Rust
Dijkstra's algorithm. While the actual shortest path was not needed in part 1, only the distance, in part 2 the path is saved in the parent hashmap, and crucially, if we encounter two paths with the same distance, both parent nodes are saved.
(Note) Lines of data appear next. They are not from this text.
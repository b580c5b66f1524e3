//! TLS configuration options.

use std::path::{Path, PathBuf};

use rustls::pki_types::CertificateDer;

/// TLS configuration for HDB connections.
#[derive(Clone, Debug, PartialEq)]
pub struct TlsConfig {
    /// Accept any server certificate.
    ///
    /// **Warning:** This is insecure and should only be used for testing.
    pub insecure_skip_verify: bool,

    /// Root certificates to trust in addition to the Mozilla roots.
    pub root_certificates: Vec<CertificateDer<'static>>,

    /// PEM files with root certificates, read when the connector is built.
    pub root_ca_files: Vec<PathBuf>,

    /// Server name for SNI and hostname verification.
    ///
    /// If not set, the host of the connection is used.
    pub server_name: Option<String>,

    /// Minimum TLS version to accept.
    pub min_protocol_version: TlsVersion,

    /// Maximum TLS version to accept.
    pub max_protocol_version: TlsVersion,
}

impl Default for TlsConfig {
    fn default() -> Self {
        Self {
            insecure_skip_verify: false,
            root_certificates: Vec::new(),
            root_ca_files: Vec::new(),
            server_name: None,
            min_protocol_version: TlsVersion::Tls12,
            max_protocol_version: TlsVersion::Tls13,
        }
    }
}

impl TlsConfig {
    /// Create a new TLS configuration with default settings.
    #[must_use]
    pub fn new() -> Self {
        Self::default()
    }

    /// Skip server certificate verification.
    #[must_use]
    pub fn insecure_skip_verify(mut self, skip: bool) -> Self {
        self.insecure_skip_verify = skip;
        self
    }

    /// Add a root certificate to trust.
    #[must_use]
    pub fn add_root_certificate(mut self, cert: CertificateDer<'static>) -> Self {
        self.root_certificates.push(cert);
        self
    }

    /// Add a PEM file of root certificates. May be called repeatedly.
    #[must_use]
    pub fn add_root_ca_file(mut self, path: impl AsRef<Path>) -> Self {
        self.root_ca_files.push(path.as_ref().to_path_buf());
        self
    }

    /// Set the server name for SNI and certificate validation.
    #[must_use]
    pub fn with_server_name(mut self, name: impl Into<String>) -> Self {
        self.server_name = Some(name.into());
        self
    }

    /// Set the minimum TLS version.
    #[must_use]
    pub fn min_protocol_version(mut self, version: TlsVersion) -> Self {
        self.min_protocol_version = version;
        self
    }

    /// Set the maximum TLS version.
    #[must_use]
    pub fn max_protocol_version(mut self, version: TlsVersion) -> Self {
        self.max_protocol_version = version;
        self
    }
}

/// TLS protocol version.
#[derive(Debug, Clone, Copy, PartialEq, Eq, PartialOrd, Ord, Hash, Default)]
pub enum TlsVersion {
    /// TLS 1.2
    #[default]
    Tls12,
    /// TLS 1.3
    Tls13,
}

impl TlsVersion {
    /// Convert to rustls protocol version.
    #[must_use]
    pub fn to_rustls(&self) -> &'static rustls::SupportedProtocolVersion {
        match self {
            Self::Tls12 => &rustls::version::TLS12,
            Self::Tls13 => &rustls::version::TLS13,
        }
    }
}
This ensures we end up with all shortest paths in the end.
Solution
use std::cmp::{Ordering, Reverse};
use euclid::{default::*, vec2};
use priority_queue::PriorityQueue;
use rustc_hash::{FxHashMap, FxHashSet};
const DIRS: [Vector2D<i32>; 4] = [vec2(1, 0), vec2(0, 1), vec2(-1, 0), vec2(0, -1)];
type Node = (Point2D<i32>, u8);
fn parse(input: &str) -> (Vec<Vec<bool>>, Point2D<i32>, Point2D<i32>) {
let mut start = None;
let mut end = None;
let mut field = Vec::new();
for (y, l) in input.lines().enumerate() {
let mut row = Vec::new();
for (x, b) in l.bytes().enumerate() {
if b == b'S' {
start = Some(Point2D::new(x, y).to_i32());
} else if b == b'E' {
end = Some(Point2D::new(x, y).to_i32());
}
row.push(b == b'#');
}
field.push(row);
}
(field, start.unwrap(), end.unwrap())
}
fn adj(field: &[Vec<bool>], (v, dir): Node) -> Vec<(Node, u32)> {
let mut adj = Vec::with_capacity(3);
let next = v + DIRS[dir as usize];
if !field[next.y as usize][next.x as usize] {
adj.push(((next, dir), 1));
}
adj.push(((v, (dir + 1) % 4), 1000));
adj.push(((v, (dir + 3) % 4), 1000));
adj
}
fn shortest_path_length(field: &[Vec<bool>], start: Node, end: Point2D<i32>) -> u32 {
let mut dist: FxHashMap<Node, u32> = FxHashMap::default();
dist.insert(start, 0);
let mut pq: PriorityQueue<Node, Reverse<u32>> = PriorityQueue::new();
pq.push(start, Reverse(0));
while let Some((v, _)) = pq.pop() {
for (w, weight) in adj(field, v) {
let dist_w = dist.get(&w).copied().unwrap_or(u32::MAX);
let new_dist = dist[&v] + weight;
if dist_w > new_dist {
dist.insert(w, new_dist);
pq.push_increase(w, Reverse(new_dist));
}
}
}
// Shortest distance to end, regardless of final direction
(0..4).map(|dir| dist[&(end, dir)]).min().unwrap()
}
fn part1(input: String) {
let (field, start, end) = parse(&input);
let distance = shortest_path_length(&field, (start, 0), end);
println!("{distance}");
}
fn shortest_path_tiles(field: &[Vec<bool>], start: Node, end: Point2D<i32>) -> u32 {
let mut parents: FxHashMap<Node, Vec<Node>> = FxHashMap::default();
let mut dist: FxHashMap<Node, u32> = FxHashMap::default();
dist.insert(start, 0);
let mut pq: PriorityQueue<Node, Reverse<u32>> = PriorityQueue::new();
pq.push(start, Reverse(0));
while let Some((v, _)) = pq.pop() {
for (w, weight) in adj(field, v) {
let dist_w = dist.get(&w).copied().unwrap_or(u32::MAX);
let new_dist = dist[&v] + weight;
match dist_w.cmp(&new_dist) {
Ordering::Greater => {
parents.insert(w, vec![v]);
dist.insert(w, new_dist);
pq.push_increase(w, Reverse(new_dist));
}
// Remember both parents if distance is equal
Ordering::Equal => parents.get_mut(&w).unwrap().push(v),
Ordering::Less => {}
}
}
}
let mut path_tiles: FxHashSet<Point2D<i32>> = FxHashSet::default();
path_tiles.insert(end);
// Shortest distance to end, regardless of final direction
let shortest_dist = (0..4).map(|dir| dist[&(end, dir)]).min().unwrap();
for dir in 0..4 {
if dist[&(end, dir)] == shortest_dist {
collect_tiles(&parents, &mut path_tiles, (end, dir));
}
}
path_tiles.len() as u32
}
fn collect_tiles(
parents: &FxHashMap<Node, Vec<Node>>,
tiles: &mut FxHashSet<Point2D<i32>>,
cur: Node,
) {
if let Some(pars) = parents.get(&cur) {
for p in pars {
tiles.insert(p.0);
collect_tiles(parents, tiles, *p);
}
}
}
fn part2(input: String) {
let (field, start, end) = parse(&input);
let tiles = shortest_path_tiles(&field, (start, 0), end);
println!("{tiles}");
}
util::aoc_main!();
Also on github
Dijkstra's algorithm can fairly simply be modified to work for part 2. In the relaxation step you just need to also handle the case that the distances of two joining paths are equal.